A Justiça condenou um hospital, uma empresa fornecedora de oxigênio e a administração municipal de Campo Bom (RS) pelo desabastecimento de oxigênio ocorrido em março de 2021, no Hospital Lauro Reus, durante o período mais crítico da pandemia de COVID-19. A decisão foi proferida neste domingo (02/02).
O episódio resultou na morte de seis pacientes no dia 19 de março de 2021 – todos internados na UTI devido à COVID-19 – e, nos 15 dias seguintes, outros 16 vieram a óbito. Como resultado, a Justiça determinou o pagamento de danos morais coletivos no valor de R$ 1 milhão, além da obrigação de indenizar individualmente os familiares das vítimas por danos morais e materiais.
Entenda o caso
O Ministério Público moveu uma ação civil pública contra os responsáveis, apontando falhas no fornecimento de oxigênio durante um dos períodos mais críticos da pandemia. Além da indenização coletiva, o MP também solicitou a indisponibilidade de bens dos réus no valor de R$ 8 milhões e a compensação individual das vítimas e de seus familiares.
Diversas investigações foram conduzidas, incluindo perícia técnica, auditoria da Secretaria Estadual de Saúde e sindicância interna. Segundo o MP, um laudo técnico confirmou que houve falhas na ativação do sistema de backup e na troca dos cilindros reservas, o que resultou na interrupção total do fornecimento de oxigênio.

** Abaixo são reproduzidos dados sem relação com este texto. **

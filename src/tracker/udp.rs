use std::net::SocketAddr;
use std::time::{Duration, Instant};

use async_trait::async_trait;
use parking_lot::Mutex;
use rand::Rng as _;
use tokio::net::UdpSocket;
use tracing::{debug, trace};

use super::client::{AnnounceClient, AnnounceRequest};
use super::error::TrackerError;
use super::response::{parse_compact_peers, AnnounceResponse, Peer, ScrapeFile};
use crate::config::TrackerConfig;
use crate::constants::UDP_PROTOCOL_ID;

const ACTION_CONNECT: u32 = 0;
const ACTION_ANNOUNCE: u32 = 1;
const ACTION_SCRAPE: u32 = 2;
const ACTION_ERROR: u32 = 3;

/// Size of an announce request on the wire.
pub const ANNOUNCE_REQUEST_LEN: usize = 98;

/// action, transaction id, interval, leechers, seeders
const ANNOUNCE_HEADER_LEN: usize = 20;

/// BEP-15: a connection id may be reused for one minute.
const CONNECTION_ID_TTL: Duration = Duration::from_secs(60);

/// BEP-15 UDP tracker client.
///
/// By default announces go out directly with the protocol id as connection
/// id. With [`TrackerConfig::udp_connect`] set, the connect handshake runs
/// first and its connection id is cached for a minute.
pub struct UdpTracker {
    socket: UdpSocket,
    addr: SocketAddr,
    url: String,
    handshake: bool,
    connection: Mutex<Option<(u64, Instant)>>,
    timeout: Duration,
}

impl UdpTracker {
    pub async fn connect(url: &str, config: &TrackerConfig) -> Result<Self, TrackerError> {
        let host = parse_udp_url(url)?;
        let addr = tokio::net::lookup_host(host)
            .await?
            .find(SocketAddr::is_ipv4)
            .ok_or_else(|| TrackerError::InvalidUrl(url.to_string()))?;

        let socket = UdpSocket::bind("0.0.0.0:0").await?;
        socket.connect(addr).await?;

        Ok(Self {
            socket,
            addr,
            url: url.to_string(),
            handshake: config.udp_connect,
            connection: Mutex::new(None),
            timeout: config.udp_timeout,
        })
    }

    pub fn addr(&self) -> SocketAddr {
        self.addr
    }

    async fn connection_id(&self) -> Result<u64, TrackerError> {
        if !self.handshake {
            return Ok(UDP_PROTOCOL_ID);
        }

        let cached = *self.connection.lock();
        if let Some((id, at)) = cached {
            if at.elapsed() < CONNECTION_ID_TTL {
                return Ok(id);
            }
        }

        let transaction_id: u32 = rand::rng().random();

        let mut request = Vec::with_capacity(16);
        request.extend_from_slice(&UDP_PROTOCOL_ID.to_be_bytes());
        request.extend_from_slice(&ACTION_CONNECT.to_be_bytes());
        request.extend_from_slice(&transaction_id.to_be_bytes());

        let response = self.round_trip(&request, transaction_id, 16).await?;
        expect_action(&response, ACTION_CONNECT)?;

        let id = read_u64(&response, 8);
        *self.connection.lock() = Some((id, Instant::now()));
        trace!(tracker = %self.url, "udp connect ok");
        Ok(id)
    }

    /// Sends `request` and waits for the reply carrying `transaction_id`.
    ///
    /// Datagrams with another transaction id are skipped. An error packet
    /// (action 3) becomes [`TrackerError::Failure`].
    async fn round_trip(
        &self,
        request: &[u8],
        transaction_id: u32,
        min_len: usize,
    ) -> Result<Vec<u8>, TrackerError> {
        self.socket.send(request).await?;

        let mut buf = vec![0u8; 2048];
        let deadline = tokio::time::Instant::now() + self.timeout;

        loop {
            let n = match tokio::time::timeout_at(deadline, self.socket.recv(&mut buf)).await {
                Ok(result) => result?,
                Err(_) => return Err(TrackerError::Timeout),
            };

            if n < 8 {
                return Err(TrackerError::InvalidResponse("response too short".into()));
            }
            if read_u32(&buf, 4) != transaction_id {
                trace!(tracker = %self.url, "skipping reply to another transaction");
                continue;
            }
            if read_u32(&buf, 0) == ACTION_ERROR {
                let message = String::from_utf8_lossy(&buf[8..n]).into_owned();
                return Err(TrackerError::Failure(message));
            }
            if n < min_len {
                return Err(TrackerError::InvalidResponse("response too short".into()));
            }

            return Ok(buf[..n].to_vec());
        }
    }
}

#[async_trait]
impl AnnounceClient for UdpTracker {
    async fn open(url: &str, config: &TrackerConfig) -> Result<Self, TrackerError> {
        Self::connect(url, config).await
    }

    async fn announce(&self, request: &AnnounceRequest) -> Result<AnnounceResponse, TrackerError> {
        let connection_id = self.connection_id().await?;
        let transaction_id: u32 = rand::rng().random();
        let packet = encode_announce(connection_id, transaction_id, request);

        let response = self
            .round_trip(&packet, transaction_id, ANNOUNCE_HEADER_LEN)
            .await?;
        let response = parse_udp_announce(&response)?;

        debug!(
            tracker = %self.url,
            peers = response.peers.len(),
            interval = response.interval,
            "udp announce ok"
        );
        Ok(response)
    }

    async fn scrape(&self, info_hash: &[u8; 20]) -> Result<ScrapeFile, TrackerError> {
        let connection_id = self.connection_id().await?;
        let transaction_id: u32 = rand::rng().random();

        let mut request = Vec::with_capacity(36);
        request.extend_from_slice(&connection_id.to_be_bytes());
        request.extend_from_slice(&ACTION_SCRAPE.to_be_bytes());
        request.extend_from_slice(&transaction_id.to_be_bytes());
        request.extend_from_slice(info_hash);

        let response = self.round_trip(&request, transaction_id, 20).await?;
        expect_action(&response, ACTION_SCRAPE)?;

        Ok(ScrapeFile {
            info_hash: *info_hash,
            complete: read_u32(&response, 8),
            downloaded: read_u32(&response, 12),
            incomplete: read_u32(&response, 16),
        })
    }

    fn url(&self) -> &str {
        &self.url
    }
}

/// Builds the fixed-width announce packet.
pub fn encode_announce(connection_id: u64, transaction_id: u32, request: &AnnounceRequest) -> Vec<u8> {
    let numwant = i32::try_from(request.numwant).unwrap_or(-1);

    let mut packet = Vec::with_capacity(ANNOUNCE_REQUEST_LEN);
    packet.extend_from_slice(&connection_id.to_be_bytes());
    packet.extend_from_slice(&ACTION_ANNOUNCE.to_be_bytes());
    packet.extend_from_slice(&transaction_id.to_be_bytes());
    packet.extend_from_slice(&request.info_hash);
    packet.extend_from_slice(request.peer_id.as_bytes());
    packet.extend_from_slice(&request.downloaded.to_be_bytes());
    packet.extend_from_slice(&request.left.to_be_bytes());
    packet.extend_from_slice(&request.uploaded.to_be_bytes());
    packet.extend_from_slice(&request.event.as_udp_id().to_be_bytes());
    packet.extend_from_slice(&0u32.to_be_bytes()); // IP address (0 = default)
    packet.extend_from_slice(&request.key.to_be_bytes());
    packet.extend_from_slice(&numwant.to_be_bytes());
    packet.extend_from_slice(&request.port.to_be_bytes());
    packet
}

/// Parses an announce reply: 20-byte header, then 6-byte peers.
pub fn parse_udp_announce(data: &[u8]) -> Result<AnnounceResponse, TrackerError> {
    if data.len() < ANNOUNCE_HEADER_LEN {
        return Err(TrackerError::InvalidResponse("response too short".into()));
    }
    if read_u32(data, 0) == ACTION_ERROR {
        return Err(TrackerError::Failure(
            String::from_utf8_lossy(&data[8..]).into_owned(),
        ));
    }
    expect_action(data, ACTION_ANNOUNCE)?;

    let mut response = AnnounceResponse::new(read_u32(data, 8));
    response.incomplete = Some(read_u32(data, 12));
    response.complete = Some(read_u32(data, 16));
    response.peers = parse_compact_peers(&data[ANNOUNCE_HEADER_LEN..])
        .into_iter()
        .map(Peer::new)
        .collect();

    Ok(response)
}

fn expect_action(data: &[u8], action: u32) -> Result<(), TrackerError> {
    let got = read_u32(data, 0);
    if got != action {
        return Err(TrackerError::InvalidResponse(format!(
            "expected action {}, got {}",
            action, got
        )));
    }
    Ok(())
}

fn read_u32(data: &[u8], at: usize) -> u32 {
    u32::from_be_bytes([data[at], data[at + 1], data[at + 2], data[at + 3]])
}

fn read_u64(data: &[u8], at: usize) -> u64 {
    (u64::from(read_u32(data, at)) << 32) | u64::from(read_u32(data, at + 4))
}

/// `udp://host:port/anything` to `host:port`.
pub fn parse_udp_url(url: &str) -> Result<&str, TrackerError> {
    let rest = url
        .strip_prefix("udp://")
        .ok_or_else(|| TrackerError::InvalidUrl(url.to_string()))?;

    let host = rest.split('/').next().unwrap_or(rest);
    if host.is_empty() || !host.contains(':') {
        return Err(TrackerError::InvalidUrl(url.to_string()));
    }
    Ok(host)
}
impl<T: QueryTransport> PeerDiscovery<T> {
    pub fn new(our_id: NodeId, transport: T, config: &DhtConfig) -> Result<Self, ConfigError> {
        config.validate()?;

        Ok(Self {
            our_id,
            transport,
            routing: RwLock::new(RoutingTable::new(our_id, config.k)?),
            storage: RwLock::new(PeerStorage::new(config.max_peers_per_torrent)),
            tokens: Mutex::new(TokenStore::new(config.token_ttl)),
            discovered: RwLock::new(HashMap::new()),
            in_flight: Mutex::new(HashMap::new()),
            lookups_started: AtomicUsize::new(0),
            config: config.clone(),
        })
    }

    pub fn our_id(&self) -> &NodeId {
        &self.our_id
    }

    pub fn transport(&self) -> &T {
        &self.transport
    }

    /// Sends `query` and applies the outcome to the routing table: responders
    /// are added and marked good, timed-out contacts are marked bad.
    pub async fn query_node(
        &self,
        addr: SocketAddr,
        id: Option<NodeId>,
        query: DhtQuery,
    ) -> Result<DhtResponse, DhtError> {
        let kind = query.kind();

        match self.transport.query(addr, query).await {
            Ok(response) => {
                let mut routing = self.routing.write();
                routing.add_node(response.id, addr);
                routing.mark_good(&response.id);
                Ok(response)
            }
            Err(e) => {
                trace!(%addr, %kind, error = %e, "query failed");
                if let (Some(id), DhtError::Timeout) = (id, &e) {
                    self.routing.write().mark_bad(&id);
                }
                Err(e)
            }
        }
    }

    pub async fn ping(&self, addr: SocketAddr) -> Result<NodeId, DhtError> {
        self.query_node(addr, None, DhtQuery::Ping)
            .await
            .map(|r| r.id)
    }

    /// Pings every questionable contact once. Contacts that answer are good
    /// again; the rest move towards eviction. Returns how many answered.
    pub async fn ping_questionable(&self) -> usize {
        let questionable = self.routing.read().questionable_nodes_at(Instant::now());
        if questionable.is_empty() {
            return 0;
        }

        let results = join_all(
            questionable
                .iter()
                .map(|n| self.query_node(n.addr, Some(n.id), DhtQuery::Ping)),
        )
        .await;

        let answered = results.iter().filter(|r| r.is_ok()).count();
        debug!(
            pinged = questionable.len(),
            answered, "pinged questionable contacts"
        );
        answered
    }

    /// Iterative `find_node` towards `target`. Returns the closest contacts found.
    pub async fn find_node(&self, target: NodeId) -> Vec<Node> {
        let mut candidates = self.routing.read().find_closest_nodes(&target, self.config.k);
        let mut queried = HashSet::new();

        for _ in 0..self.config.lookup_rounds {
            let batch = unqueried(&candidates, &mut queried);
            if batch.is_empty() {
                break;
            }

            let results = join_all(batch.iter().map(|n| {
                self.query_node(n.addr, Some(n.id), DhtQuery::FindNode { target })
            }))
            .await;

            let discovered: Vec<Node> = results
                .into_iter()
                .filter_map(Result::ok)
                .flat_map(|r| r.nodes.unwrap_or_default())
                .collect();

            if !self.merge_candidates(&mut candidates, discovered, &target, &queried) {
                break;
            }
        }

        candidates
    }

    /// Peers for `info_hash`, from a fresh lookup.
    ///
    /// Concurrent calls for the same info-hash share one lookup.
    pub async fn discover_peers(self: &Arc<Self>, info_hash: [u8; 20]) -> Vec<SocketAddr> {
        self.lookup(info_hash).await.peers.clone()
    }

    /// Runs, or joins, the lookup for `info_hash`.
    pub async fn lookup(self: &Arc<Self>, info_hash: [u8; 20]) -> Arc<LookupOutcome> {
        let shared = {
            let mut in_flight = self.in_flight.lock();
            match in_flight.get(&info_hash) {
                Some(shared) => {
                    trace!(info_hash = %NodeId(info_hash), "joining in-flight lookup");
                    shared.clone()
                }
                None => {
                    let engine = Arc::clone(self);
                    let shared = async move {
                        let outcome = Arc::new(engine.run_lookup(info_hash).await);
                        engine
                            .discovered
                            .write()
                            .insert(info_hash, outcome.peers.clone());
                        engine.in_flight.lock().remove(&info_hash);
                        outcome
                    }
                    .boxed()
                    .shared();
                    in_flight.insert(info_hash, shared.clone());
                    shared
                }
            }
        };

        shared.await
    }

    async fn run_lookup(&self, info_hash: [u8; 20]) -> LookupOutcome {
        self.lookups_started.fetch_add(1, Ordering::Relaxed);

        let target = NodeId(info_hash);
        let mut candidates = Vec::new();
        let mut queried = HashSet::new();
        let mut seen_peers = HashSet::new();
        let mut outcome = LookupOutcome::default();
        let mut phase = LookupPhase::Init;

        loop {
            phase = match phase {
                LookupPhase::Init => {
                    candidates = self.routing.read().find_closest_nodes(&target, self.config.k);
                    if candidates.is_empty() {
                        debug!(info_hash = %target, "no contacts to start lookup from");
                        LookupPhase::Done
                    } else {
                        LookupPhase::Querying { round: 1 }
                    }
                }
                LookupPhase::Querying { round } => {
                    let batch = unqueried(&candidates, &mut queried);
                    if batch.is_empty() {
                        LookupPhase::Done
                    } else {
                        outcome.rounds = round;
                        let results = join_all(batch.iter().map(|n| {
                            self.query_node(n.addr, Some(n.id), DhtQuery::GetPeers { info_hash })
                        }))
                        .await;

                        let mut discovered = Vec::new();
                        for (node, result) in batch.into_iter().zip(results) {
                            let Ok(response) = result else { continue };

                            for peer in response.values.unwrap_or_default() {
                                if seen_peers.insert(peer) {
                                    outcome.peers.push(peer);
                                }
                            }
                            if let Some(token) = response.token {
                                outcome.tokens.push((node, token));
                            }
                            discovered.extend(response.nodes.unwrap_or_default());
                        }

                        if outcome.peers.len() >= self.config.lookup_target_peers
                            || round >= self.config.lookup_rounds
                        {
                            LookupPhase::Done
                        } else {
                            LookupPhase::Merging { round, discovered }
                        }
                    }
                }
                LookupPhase::Merging { round, discovered } => {
                    if self.merge_candidates(&mut candidates, discovered, &target, &queried) {
                        LookupPhase::Querying { round: round + 1 }
                    } else {
                        LookupPhase::Done
                    }
                }
                LookupPhase::Done => break,
            };
        }

        outcome.queried = queried.len();
        outcome
            .tokens
            .sort_by_cached_key(|(node, _)| node.id.distance(&target));

        info!(
            info_hash = %target,
            peers = outcome.peers.len(),
            queried = outcome.queried,
            rounds = outcome.rounds,
            "get_peers lookup finished"
        );
        outcome
    }

    /// Adds `discovered` to the routing table and the candidate set, keeping
    /// the `k` closest. Returns whether any unqueried candidate remains.
    fn merge_candidates(
        &self,
        candidates: &mut Vec<Node>,
        discovered: Vec<Node>,
        target: &NodeId,
        queried: &HashSet<NodeId>,
    ) -> bool {
        {
            let mut routing = self.routing.write();
            for node in &discovered {
                routing.add_node(node.id, node.addr);
            }
        }

        for node in discovered {
            if node.id != self.our_id && !candidates.iter().any(|c| c.id == node.id) {
                candidates.push(node);
            }
        }

        candidates.sort_by_cached_key(|n| n.id.distance(target));
        candidates.truncate(self.config.k);
        candidates.iter().any(|n| !queried.contains(&n.id))
    }

    /// Announces that we serve `info_hash` on `port`.
    ///
    /// Runs a `get_peers` pass to collect tokens, then sends `announce_peer`
    /// to the closest contacts that handed one out. Succeeds if at least one
    /// acknowledges; returns the number of acknowledgements.
    pub async fn announce(self: &Arc<Self>, info_hash: [u8; 20], port: u16) -> Result<usize, DhtError> {
        let outcome = self.lookup(info_hash).await;
        let targets: Vec<(Node, Bytes)> = outcome
            .tokens
            .iter()
            .take(self.config.k)
            .cloned()
            .collect();

        if targets.is_empty() {
            debug!(info_hash = %NodeId(info_hash), "no tokens collected, cannot announce");
            return Err(DhtError::AnnounceFailed);
        }

        let results = join_all(targets.into_iter().map(|(node, token)| {
            let query = DhtQuery::AnnouncePeer {
                info_hash,
                port,
                token,
                implied_port: false,
            };
            async move { self.query_node(node.addr, Some(node.id), query).await }
        }))
        .await;

        let acks = results.iter().filter(|r| r.is_ok()).count();
        info!(info_hash = %NodeId(info_hash), port, acks, "announce_peer finished");

        if acks == 0 {
            Err(DhtError::AnnounceFailed)
        } else {
            Ok(acks)
        }
    }

    /// Records the sender of an inbound query.
    pub fn observe(&self, id: NodeId, addr: SocketAddr) {
        self.routing.write().add_node(id, addr);
    }

    pub fn handle_ping(&self) -> DhtResponse {
        DhtResponse::new(self.our_id)
    }

    pub fn handle_find_node(&self, target: &NodeId) -> DhtResponse {
        let nodes = self.routing.read().find_closest_nodes(target, self.config.k);
        DhtResponse::new(self.our_id).with_nodes(nodes)
    }

    /// Stored peers if we have any, the closest contacts otherwise; always a fresh token.
    ///
    /// At most [`DHT_MAX_VALUES_PER_REPLY`] peers are returned, sampled at
    /// random when more are stored.
    pub fn handle_get_peers(&self, from: SocketAddr, info_hash: &[u8; 20]) -> DhtResponse {
        let token = self.tokens.lock().issue(from.ip());
        let response = DhtResponse::new(self.our_id).with_token(token);

        let mut stored = self.storage.read().get_peers(info_hash);
        if stored.len() > DHT_MAX_VALUES_PER_REPLY {
            stored.shuffle(&mut rand::rng());
            stored.truncate(DHT_MAX_VALUES_PER_REPLY);
        }
        if stored.is_empty() {
            let nodes = self
                .routing
                .read()
                .find_closest_nodes(&NodeId(*info_hash), self.config.k);
            response.with_nodes(nodes)
        } else {
            response.with_values(stored)
        }
    }

    /// Stores the announcing peer if `token` is the one last issued to its IP.
    pub fn handle_announce_peer(
        &self,
        from: SocketAddr,
        info_hash: [u8; 20],
        port: u16,
        token: &[u8],
        implied_port: bool,
    ) -> Result<DhtResponse, DhtError> {
        if !self.tokens.lock().validate(from.ip(), token) {
            debug!(%from, "rejecting announce_peer with invalid token");
            return Err(DhtError::invalid_token());
        }

        let peer_port = if implied_port { from.port() } else { port };
        let peer = SocketAddr::new(from.ip(), peer_port);
        self.storage.write().add_peer(info_hash, peer);
        debug!(%peer, info_hash = %NodeId(info_hash), "stored announced peer");

        Ok(DhtResponse::new(self.our_id))
    }

    /// Drops expired tokens and stored peers older than the configured age.
    pub fn purge(&self, now: Instant) -> (usize, usize) {
        let tokens = self.tokens.lock().purge_expired(now);
        let peers = self
            .storage
            .write()
            .purge_older_than(self.config.peer_max_age, now);
        (tokens, peers)
    }

    pub fn cleanup_stale(&self, max_age: Duration) -> usize {
        self.routing.write().cleanup_stale(max_age)
    }

    pub fn stale_buckets(&self) -> Vec<usize> {
        self.routing.read().stale_buckets()
    }

    /// Peers found by the last completed lookup for `info_hash`.
    pub fn known_peers(&self, info_hash: &[u8; 20]) -> Vec<SocketAddr> {
        self.discovered
            .read()
            .get(info_hash)
            .cloned()
            .unwrap_or_default()
    }

    /// A copy of the peers other nodes announced to us.
    pub fn get_all_incoming_connections(&self) -> HashMap<[u8; 20], Vec<SocketAddr>> {
        self.storage.read().snapshot()
    }

    pub fn add_node(&self, id: NodeId, addr: SocketAddr) -> bool {
        self.routing.write().add_node(id, addr)
    }

    pub fn node_count(&self) -> usize {
        self.routing.read().node_count()
    }

    pub fn bucket_occupancy(&self) -> Vec<usize> {
        self.routing.read().bucket_occupancy()
    }

    pub fn all_nodes(&self) -> Vec<Node> {
        self.routing.read().all_nodes()
    }

    pub fn lookups_started(&self) -> usize {
        self.lookups_started.load(Ordering::Relaxed)
    }
}
//! Runtime configuration.
//!
//! Every component takes its configuration at construction time. Defaults
//! come from [`crate::constants`].

use std::net::SocketAddr;
use std::time::Duration;

use thiserror::Error;

use crate::constants::*;

#[derive(Debug, Clone, PartialEq, Eq, Error)]
pub enum ConfigError {
    #[error("bucket size must be between 1 and {max}, got {got}")]
    InvalidBucketSize { got: usize, max: usize },

    #[error("{0} must be non-zero")]
    ZeroDuration(&'static str),

    #[error("{0} must be non-zero")]
    ZeroLimit(&'static str),

    #[error("invalid tracker url: {0}")]
    InvalidTrackerUrl(String),
}

/// Settings for the DHT node and its discovery engine.
#[derive(Debug, Clone)]
pub struct DhtConfig {
    /// Local UDP address to bind.
    pub bind_addr: SocketAddr,
    /// Bucket size `k`; also the replacement cache capacity.
    pub k: usize,
    /// `host:port` routers pinged on bootstrap.
    pub bootstrap_nodes: Vec<String>,
    pub bootstrap_delay: Duration,
    pub query_timeout: Duration,
    pub max_pending_queries: usize,
    pub lookup_rounds: usize,
    pub lookup_target_peers: usize,
    /// Re-announce and maintenance period.
    pub announce_interval: Duration,
    pub token_ttl: Duration,
    /// Contacts idle for longer than this are dropped during maintenance.
    pub node_max_age: Duration,
    pub peer_max_age: Duration,
    pub max_peers_per_torrent: usize,
}

impl Default for DhtConfig {
    fn default() -> Self {
        Self {
            bind_addr: SocketAddr::from(([0, 0, 0, 0], DEFAULT_PORT)),
            k: DHT_K,
            bootstrap_nodes: DHT_BOOTSTRAP_NODES.iter().map(|s| s.to_string()).collect(),
            bootstrap_delay: DHT_BOOTSTRAP_DELAY,
            query_timeout: DHT_QUERY_TIMEOUT,
            max_pending_queries: MAX_PENDING_DHT_QUERIES,
            lookup_rounds: DHT_LOOKUP_ROUNDS,
            lookup_target_peers: DHT_LOOKUP_TARGET_PEERS,
            announce_interval: DHT_ANNOUNCE_INTERVAL,
            token_ttl: DHT_TOKEN_TTL,
            node_max_age: DHT_NODE_GOOD_AGE,
            peer_max_age: DHT_PEER_MAX_AGE,
            max_peers_per_torrent: DHT_MAX_PEERS_PER_TORRENT,
        }
    }
}

impl DhtConfig {
    pub fn validate(&self) -> Result<(), ConfigError> {
        validate_bucket_size(self.k)?;

        let durations = [
            ("query_timeout", self.query_timeout),
            ("announce_interval", self.announce_interval),
            ("token_ttl", self.token_ttl),
            ("node_max_age", self.node_max_age),
            ("peer_max_age", self.peer_max_age),
        ];
        for (name, value) in durations {
            if value.is_zero() {
                return Err(ConfigError::ZeroDuration(name));
            }
        }

        let limits = [
            ("max_pending_queries", self.max_pending_queries),
            ("lookup_rounds", self.lookup_rounds),
            ("max_peers_per_torrent", self.max_peers_per_torrent),
        ];
        for (name, value) in limits {
            if value == 0 {
                return Err(ConfigError::ZeroLimit(name));
            }
        }

        Ok(())
    }
}

pub(crate) fn validate_bucket_size(k: usize) -> Result<(), ConfigError> {
    if k == 0 || k > 64 {
        return Err(ConfigError::InvalidBucketSize { got: k, max: 64 });
    }
    Ok(())
}

/// Settings shared by the HTTP and UDP tracker seeders.
#[derive(Debug, Clone)]
pub struct TrackerConfig {
    pub http_timeout: Duration,
    pub udp_timeout: Duration,
    /// Attempts per announce call; each failed attempt fails over.
    pub max_retries: u32,
    pub numwant: u32,
    /// Concurrent tracker round-trips per torrent.
    pub max_concurrent: usize,
    pub permit_timeout: Duration,
    /// Perform the BEP-15 connect handshake instead of announcing directly
    /// with the protocol id as connection id.
    pub udp_connect: bool,
    pub user_agent: String,
}

impl Default for TrackerConfig {
    fn default() -> Self {
        Self {
            http_timeout: HTTP_TRACKER_TIMEOUT,
            udp_timeout: UDP_TRACKER_TIMEOUT,
            max_retries: TRACKER_MAX_RETRIES,
            numwant: TRACKER_NUMWANT,
            max_concurrent: TRACKER_MAX_CONCURRENT,
            permit_timeout: TRACKER_PERMIT_TIMEOUT,
            udp_connect: false,
            user_agent: USER_AGENT.to_string(),
        }
    }
}

impl TrackerConfig {
    pub fn validate(&self) -> Result<(), ConfigError> {
        if self.http_timeout.is_zero() {
            return Err(ConfigError::ZeroDuration("http_timeout"));
        }
        if self.udp_timeout.is_zero() {
            return Err(ConfigError::ZeroDuration("udp_timeout"));
        }
        if self.permit_timeout.is_zero() {
            return Err(ConfigError::ZeroDuration("permit_timeout"));
        }
        if self.max_retries == 0 {
            return Err(ConfigError::ZeroLimit("max_retries"));
        }
        if self.max_concurrent == 0 {
            return Err(ConfigError::ZeroLimit("max_concurrent"));
        }
        Ok(())
    }
}

/// Top-level settings for a [`crate::session::Session`].
#[derive(Debug, Clone)]
pub struct SessionConfig {
    /// `None` runs trackers only.
    pub dht: Option<DhtConfig>,
    pub tracker: TrackerConfig,
}

impl Default for SessionConfig {
    fn default() -> Self {
        Self {
            dht: Some(DhtConfig::default()),
            tracker: TrackerConfig::default(),
        }
    }
}

impl SessionConfig {
    pub fn validate(&self) -> Result<(), ConfigError> {
        if let Some(dht) = &self.dht {
            dht.validate()?;
        }
        self.tracker.validate()
    }
}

Os envolvidos apresentaram diferentes versões sobre o ocorrido. A empresa fornecedora de oxigênio alegou que não houve falha no fornecimento, mas sim má gestão do estoque por parte do hospital, que não teria seguido protocolos adequados para monitorar os níveis de oxigênio. Também argumentou que não possuía obrigação contratual de monitoramento remoto via telemetria. Já a administração hospitalar sustentou que os pacientes não ficaram sem oxigênio, pois foram ventilados manualmente pelos profissionais de saúde, e negou que as mortes estivessem diretamente ligadas ao incidente. A prefeitura, por sua vez, alegou não ter responsabilidade pelo gerenciamento do hospital, atribuindo a administração da unidade à instituição beneficente que a geria.
O pedido de bloqueio de bens foi indeferido, mas o município acabou incluído na ação judicial, sendo reconhecida sua responsabilidade subsidiária.
Decisão da Justiça
O juiz responsável pelo caso reconheceu a responsabilidade solidária do hospital e da empresa fornecedora de oxigênio, além da responsabilidade subsidiária do município. Após analisar os laudos periciais e a cronologia dos acontecimentos, a Justiça constatou falha grave na prestação do serviço de saúde. Foi comprovado que a empresa de oxigênio foi acionada no dia anterior ao desabastecimento, mas não atendeu a solicitação a tempo, mesmo ciente do aumento do consumo de oxigênio nas semanas anteriores.
O magistrado também destacou o depoimento de um médico com mais de 30 anos de experiência em terapia intensiva, que relatou nunca ter presenciado uma situação tão caótica. Ele reforçou que a tragédia poderia ter sido evitada caso medidas preventivas tivessem sido adotadas. Segundo o relatório de auditoria do Departamento de Auditoria do SUS (DEASUS), as falhas no gerenciamento dos estoques foram determinantes para o desfecho trágico.
Na sentença, a Justiça refutou a tentativa da administração hospitalar de transferir a responsabilidade exclusivamente para a empresa fornecedora de oxigênio, argumentando que era dever da unidade hospitalar garantir o abastecimento contínuo e evitar riscos aos pacientes, principalmente em um período crítico da pandemia. A empresa foi considerada responsável por omissão e falhas operacionais, pois não atendeu à solicitação de abastecimento emergencial, mesmo tendo sido informada sobre os níveis críticos de oxigênio nove dias antes da tragédia.
A sentença também determinou que a prefeitura tinha o dever de fiscalizar e garantir a adequada prestação dos serviços de saúde, conforme prevê a Constituição Federal. O juiz destacou que a ampla repercussão do caso gerou desconfiança e medo na população, especialmente entre aqueles que dependem do atendimento público.
Indenizações às vítimas
Além da indenização coletiva de R$ 1 milhão, hospital, empresa fornecedora de oxigênio e município foram condenados a pagar danos morais e materiais individualmente às famílias das vítimas. Com base na decisão, os familiares poderão requerer as indenizações, bastando comprovar os prejuízos sofridos, sem necessidade de demonstrar novamente a culpa dos réus.
A decisão reforça a necessidade de transparência e fiscalização rigorosa na gestão hospitalar e na prestação de serviços de saúde, evitando que tragédias como essa voltem a ocorrer.